(INPUT Opens)

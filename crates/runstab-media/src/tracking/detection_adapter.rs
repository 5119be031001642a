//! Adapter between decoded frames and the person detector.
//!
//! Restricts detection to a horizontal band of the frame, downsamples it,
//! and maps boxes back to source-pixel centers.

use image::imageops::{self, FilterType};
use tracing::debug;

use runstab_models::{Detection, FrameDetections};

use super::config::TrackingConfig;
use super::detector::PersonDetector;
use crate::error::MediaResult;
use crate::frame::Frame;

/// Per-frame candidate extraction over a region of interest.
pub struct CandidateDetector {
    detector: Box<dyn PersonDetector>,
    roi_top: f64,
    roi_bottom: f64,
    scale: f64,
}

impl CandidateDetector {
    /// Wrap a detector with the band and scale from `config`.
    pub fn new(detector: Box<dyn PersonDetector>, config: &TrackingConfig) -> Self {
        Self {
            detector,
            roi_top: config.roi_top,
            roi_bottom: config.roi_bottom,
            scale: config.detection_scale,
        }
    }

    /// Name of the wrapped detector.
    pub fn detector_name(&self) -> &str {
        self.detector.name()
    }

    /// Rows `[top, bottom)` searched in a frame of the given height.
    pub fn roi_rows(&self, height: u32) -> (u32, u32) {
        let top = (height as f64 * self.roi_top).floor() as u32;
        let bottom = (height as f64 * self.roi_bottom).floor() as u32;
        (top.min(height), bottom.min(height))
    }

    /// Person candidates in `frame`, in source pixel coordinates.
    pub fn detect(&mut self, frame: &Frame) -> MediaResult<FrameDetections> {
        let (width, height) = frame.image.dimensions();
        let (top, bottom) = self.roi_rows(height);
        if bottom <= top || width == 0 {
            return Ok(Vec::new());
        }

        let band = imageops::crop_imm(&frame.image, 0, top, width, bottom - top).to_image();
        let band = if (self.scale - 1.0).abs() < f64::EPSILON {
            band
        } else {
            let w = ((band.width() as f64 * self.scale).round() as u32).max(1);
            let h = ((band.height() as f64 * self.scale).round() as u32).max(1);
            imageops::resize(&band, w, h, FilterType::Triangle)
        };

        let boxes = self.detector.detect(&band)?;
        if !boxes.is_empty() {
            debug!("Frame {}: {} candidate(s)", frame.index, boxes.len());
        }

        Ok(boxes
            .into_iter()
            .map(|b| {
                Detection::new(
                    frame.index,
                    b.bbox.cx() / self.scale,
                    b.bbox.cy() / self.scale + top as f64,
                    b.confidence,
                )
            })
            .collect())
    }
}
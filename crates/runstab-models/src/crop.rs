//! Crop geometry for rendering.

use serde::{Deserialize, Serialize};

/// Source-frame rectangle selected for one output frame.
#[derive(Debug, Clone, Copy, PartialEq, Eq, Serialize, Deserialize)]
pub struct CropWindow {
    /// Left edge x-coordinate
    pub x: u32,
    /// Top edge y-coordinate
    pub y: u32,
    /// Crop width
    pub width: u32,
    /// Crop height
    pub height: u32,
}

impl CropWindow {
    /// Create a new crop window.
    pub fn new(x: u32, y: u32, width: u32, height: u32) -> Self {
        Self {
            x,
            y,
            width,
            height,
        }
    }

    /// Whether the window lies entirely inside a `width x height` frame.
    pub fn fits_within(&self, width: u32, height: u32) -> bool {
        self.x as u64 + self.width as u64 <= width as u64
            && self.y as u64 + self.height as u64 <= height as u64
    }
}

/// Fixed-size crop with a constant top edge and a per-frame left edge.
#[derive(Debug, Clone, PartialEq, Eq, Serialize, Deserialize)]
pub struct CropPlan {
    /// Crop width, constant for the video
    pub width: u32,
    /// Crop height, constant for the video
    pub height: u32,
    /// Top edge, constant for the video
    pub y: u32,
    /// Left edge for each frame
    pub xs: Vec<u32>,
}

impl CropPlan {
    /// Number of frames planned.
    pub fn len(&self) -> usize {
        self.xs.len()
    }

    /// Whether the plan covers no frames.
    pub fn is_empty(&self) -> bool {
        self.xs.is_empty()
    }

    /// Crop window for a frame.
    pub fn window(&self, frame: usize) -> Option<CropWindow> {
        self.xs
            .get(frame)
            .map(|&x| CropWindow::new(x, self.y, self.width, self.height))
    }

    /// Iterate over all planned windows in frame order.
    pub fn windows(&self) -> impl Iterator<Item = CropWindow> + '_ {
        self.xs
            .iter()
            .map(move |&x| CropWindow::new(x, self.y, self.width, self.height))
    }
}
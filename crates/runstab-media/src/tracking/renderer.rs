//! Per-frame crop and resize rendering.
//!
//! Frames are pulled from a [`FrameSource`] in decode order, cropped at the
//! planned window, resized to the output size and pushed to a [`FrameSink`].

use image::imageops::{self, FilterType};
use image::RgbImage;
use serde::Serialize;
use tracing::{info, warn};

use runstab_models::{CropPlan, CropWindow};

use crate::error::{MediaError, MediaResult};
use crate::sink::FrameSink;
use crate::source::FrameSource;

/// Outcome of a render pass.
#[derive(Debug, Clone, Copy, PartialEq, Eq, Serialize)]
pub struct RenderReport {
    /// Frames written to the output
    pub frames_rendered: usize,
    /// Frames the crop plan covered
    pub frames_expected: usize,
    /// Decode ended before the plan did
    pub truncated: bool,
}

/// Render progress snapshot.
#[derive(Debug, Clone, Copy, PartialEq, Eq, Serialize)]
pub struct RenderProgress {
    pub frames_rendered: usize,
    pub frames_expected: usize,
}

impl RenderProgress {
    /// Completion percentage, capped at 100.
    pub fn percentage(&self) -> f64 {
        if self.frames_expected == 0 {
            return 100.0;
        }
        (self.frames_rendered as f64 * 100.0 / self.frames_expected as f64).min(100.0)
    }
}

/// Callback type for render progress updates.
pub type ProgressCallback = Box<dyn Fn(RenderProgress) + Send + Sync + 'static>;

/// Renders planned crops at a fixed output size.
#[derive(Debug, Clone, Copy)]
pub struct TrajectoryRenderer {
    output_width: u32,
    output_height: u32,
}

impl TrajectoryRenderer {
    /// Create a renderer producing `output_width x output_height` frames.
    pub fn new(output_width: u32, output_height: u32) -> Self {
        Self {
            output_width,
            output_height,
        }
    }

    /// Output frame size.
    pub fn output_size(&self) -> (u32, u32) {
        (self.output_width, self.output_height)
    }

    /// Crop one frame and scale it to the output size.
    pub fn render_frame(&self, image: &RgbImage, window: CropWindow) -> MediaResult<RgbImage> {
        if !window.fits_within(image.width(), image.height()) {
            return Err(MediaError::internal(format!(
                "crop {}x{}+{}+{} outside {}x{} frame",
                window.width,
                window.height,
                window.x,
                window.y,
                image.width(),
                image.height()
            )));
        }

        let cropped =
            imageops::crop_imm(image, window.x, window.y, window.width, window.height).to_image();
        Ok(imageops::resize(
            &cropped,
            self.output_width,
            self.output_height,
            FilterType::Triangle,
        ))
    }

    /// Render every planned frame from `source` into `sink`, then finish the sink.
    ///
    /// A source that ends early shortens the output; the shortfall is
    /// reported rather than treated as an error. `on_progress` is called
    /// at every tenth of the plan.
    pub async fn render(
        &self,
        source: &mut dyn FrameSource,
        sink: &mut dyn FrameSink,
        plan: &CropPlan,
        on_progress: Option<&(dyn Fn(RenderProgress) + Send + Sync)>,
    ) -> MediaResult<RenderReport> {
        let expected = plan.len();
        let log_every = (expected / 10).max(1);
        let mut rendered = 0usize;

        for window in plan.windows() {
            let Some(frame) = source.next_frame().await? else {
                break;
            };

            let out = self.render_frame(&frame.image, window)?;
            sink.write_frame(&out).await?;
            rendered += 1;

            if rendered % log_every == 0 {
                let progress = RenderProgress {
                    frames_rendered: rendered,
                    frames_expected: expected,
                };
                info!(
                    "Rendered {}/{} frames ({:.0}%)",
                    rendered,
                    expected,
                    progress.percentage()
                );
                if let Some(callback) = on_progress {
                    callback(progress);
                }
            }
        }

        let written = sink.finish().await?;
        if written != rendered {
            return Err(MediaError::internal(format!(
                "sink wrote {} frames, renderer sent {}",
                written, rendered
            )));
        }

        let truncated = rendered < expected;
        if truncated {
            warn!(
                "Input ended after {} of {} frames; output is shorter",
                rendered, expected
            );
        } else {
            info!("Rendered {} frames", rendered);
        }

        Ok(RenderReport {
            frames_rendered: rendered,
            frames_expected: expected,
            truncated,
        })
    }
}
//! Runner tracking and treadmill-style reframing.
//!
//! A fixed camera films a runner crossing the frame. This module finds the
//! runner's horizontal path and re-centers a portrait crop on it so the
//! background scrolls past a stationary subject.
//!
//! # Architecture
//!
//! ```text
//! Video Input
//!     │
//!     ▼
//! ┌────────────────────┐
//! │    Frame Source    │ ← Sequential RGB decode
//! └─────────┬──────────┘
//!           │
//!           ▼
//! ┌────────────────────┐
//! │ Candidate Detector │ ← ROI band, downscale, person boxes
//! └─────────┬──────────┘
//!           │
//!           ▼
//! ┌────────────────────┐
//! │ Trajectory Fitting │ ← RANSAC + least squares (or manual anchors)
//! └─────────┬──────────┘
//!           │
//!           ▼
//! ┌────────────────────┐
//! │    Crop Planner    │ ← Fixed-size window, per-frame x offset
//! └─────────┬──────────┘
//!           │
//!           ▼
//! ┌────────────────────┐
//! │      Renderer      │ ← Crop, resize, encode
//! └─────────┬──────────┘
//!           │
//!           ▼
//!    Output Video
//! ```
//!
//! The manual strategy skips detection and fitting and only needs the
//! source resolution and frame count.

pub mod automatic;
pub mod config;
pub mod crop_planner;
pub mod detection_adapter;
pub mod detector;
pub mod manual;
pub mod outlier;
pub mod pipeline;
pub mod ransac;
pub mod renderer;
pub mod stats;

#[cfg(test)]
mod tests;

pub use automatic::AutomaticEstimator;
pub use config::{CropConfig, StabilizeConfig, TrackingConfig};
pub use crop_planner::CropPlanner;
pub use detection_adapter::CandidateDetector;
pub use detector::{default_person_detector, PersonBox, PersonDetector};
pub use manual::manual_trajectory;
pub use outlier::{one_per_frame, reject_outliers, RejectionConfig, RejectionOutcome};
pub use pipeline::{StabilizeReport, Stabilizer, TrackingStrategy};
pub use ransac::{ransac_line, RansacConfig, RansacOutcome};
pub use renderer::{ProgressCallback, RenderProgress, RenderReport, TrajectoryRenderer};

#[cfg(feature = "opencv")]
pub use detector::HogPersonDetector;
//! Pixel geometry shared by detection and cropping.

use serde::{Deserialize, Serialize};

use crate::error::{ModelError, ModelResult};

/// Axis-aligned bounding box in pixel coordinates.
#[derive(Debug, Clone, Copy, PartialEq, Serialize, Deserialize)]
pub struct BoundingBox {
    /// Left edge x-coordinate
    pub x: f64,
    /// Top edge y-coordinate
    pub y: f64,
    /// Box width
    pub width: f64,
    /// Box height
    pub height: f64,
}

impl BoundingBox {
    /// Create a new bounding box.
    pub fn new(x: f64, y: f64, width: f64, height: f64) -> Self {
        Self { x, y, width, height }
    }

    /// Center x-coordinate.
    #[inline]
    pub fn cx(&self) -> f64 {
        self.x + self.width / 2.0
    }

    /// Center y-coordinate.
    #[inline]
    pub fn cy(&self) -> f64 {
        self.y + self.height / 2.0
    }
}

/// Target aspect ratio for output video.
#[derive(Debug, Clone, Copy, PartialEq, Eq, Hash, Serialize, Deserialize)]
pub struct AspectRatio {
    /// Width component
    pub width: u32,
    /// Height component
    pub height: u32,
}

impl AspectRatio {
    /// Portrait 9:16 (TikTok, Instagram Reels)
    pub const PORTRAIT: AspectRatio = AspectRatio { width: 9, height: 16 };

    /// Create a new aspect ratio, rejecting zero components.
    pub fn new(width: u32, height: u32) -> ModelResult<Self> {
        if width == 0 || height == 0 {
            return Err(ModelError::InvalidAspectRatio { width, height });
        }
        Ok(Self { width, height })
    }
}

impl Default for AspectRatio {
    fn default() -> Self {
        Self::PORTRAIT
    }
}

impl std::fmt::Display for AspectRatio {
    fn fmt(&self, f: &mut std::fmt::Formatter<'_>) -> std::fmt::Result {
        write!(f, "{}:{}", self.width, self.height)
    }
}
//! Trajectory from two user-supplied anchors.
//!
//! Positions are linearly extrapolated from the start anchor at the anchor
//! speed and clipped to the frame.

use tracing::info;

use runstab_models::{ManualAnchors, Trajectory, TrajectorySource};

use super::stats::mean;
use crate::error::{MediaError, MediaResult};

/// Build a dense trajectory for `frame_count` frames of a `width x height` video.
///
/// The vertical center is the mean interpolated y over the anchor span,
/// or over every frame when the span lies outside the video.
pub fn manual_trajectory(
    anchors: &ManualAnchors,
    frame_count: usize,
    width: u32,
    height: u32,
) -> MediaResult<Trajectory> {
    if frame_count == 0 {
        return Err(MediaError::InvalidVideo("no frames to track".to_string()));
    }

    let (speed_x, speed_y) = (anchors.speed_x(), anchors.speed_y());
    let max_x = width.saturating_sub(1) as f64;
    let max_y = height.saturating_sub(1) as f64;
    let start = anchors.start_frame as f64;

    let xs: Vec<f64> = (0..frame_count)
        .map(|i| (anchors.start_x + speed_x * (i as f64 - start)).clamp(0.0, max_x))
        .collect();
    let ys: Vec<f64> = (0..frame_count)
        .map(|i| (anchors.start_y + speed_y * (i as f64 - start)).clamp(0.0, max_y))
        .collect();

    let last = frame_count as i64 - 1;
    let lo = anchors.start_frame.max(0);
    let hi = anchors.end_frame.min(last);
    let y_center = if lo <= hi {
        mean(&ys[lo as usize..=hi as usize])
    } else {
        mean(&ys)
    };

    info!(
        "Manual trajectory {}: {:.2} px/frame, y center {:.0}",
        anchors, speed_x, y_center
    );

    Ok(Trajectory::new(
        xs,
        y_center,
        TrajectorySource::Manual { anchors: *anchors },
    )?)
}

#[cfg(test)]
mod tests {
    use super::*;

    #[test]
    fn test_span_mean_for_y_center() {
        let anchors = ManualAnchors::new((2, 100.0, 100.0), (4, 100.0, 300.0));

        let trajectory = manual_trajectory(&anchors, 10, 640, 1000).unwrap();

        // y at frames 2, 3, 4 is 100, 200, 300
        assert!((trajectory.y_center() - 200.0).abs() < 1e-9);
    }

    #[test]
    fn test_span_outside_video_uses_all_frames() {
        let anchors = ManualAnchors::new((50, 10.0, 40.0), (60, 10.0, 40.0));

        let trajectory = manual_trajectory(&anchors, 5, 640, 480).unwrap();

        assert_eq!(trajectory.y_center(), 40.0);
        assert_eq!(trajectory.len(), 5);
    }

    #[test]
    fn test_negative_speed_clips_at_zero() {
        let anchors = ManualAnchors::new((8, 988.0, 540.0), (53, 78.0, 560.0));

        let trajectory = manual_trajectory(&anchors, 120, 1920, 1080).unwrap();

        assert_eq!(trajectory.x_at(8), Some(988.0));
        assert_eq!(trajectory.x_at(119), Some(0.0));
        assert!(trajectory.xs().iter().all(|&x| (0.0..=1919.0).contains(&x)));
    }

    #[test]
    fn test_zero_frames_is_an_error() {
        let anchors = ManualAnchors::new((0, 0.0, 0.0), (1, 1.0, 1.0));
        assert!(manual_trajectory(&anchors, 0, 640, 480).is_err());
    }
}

(INPUT Closes)

# GOAL OF THE EXERCISE
Filter the lines above, keeping and copying those that contain "outlier".

# RESPONSE TO THIS TASK
pub mod outlier;
pub use outlier::{one_per_frame, reject_outliers, RejectionConfig, RejectionOutcome};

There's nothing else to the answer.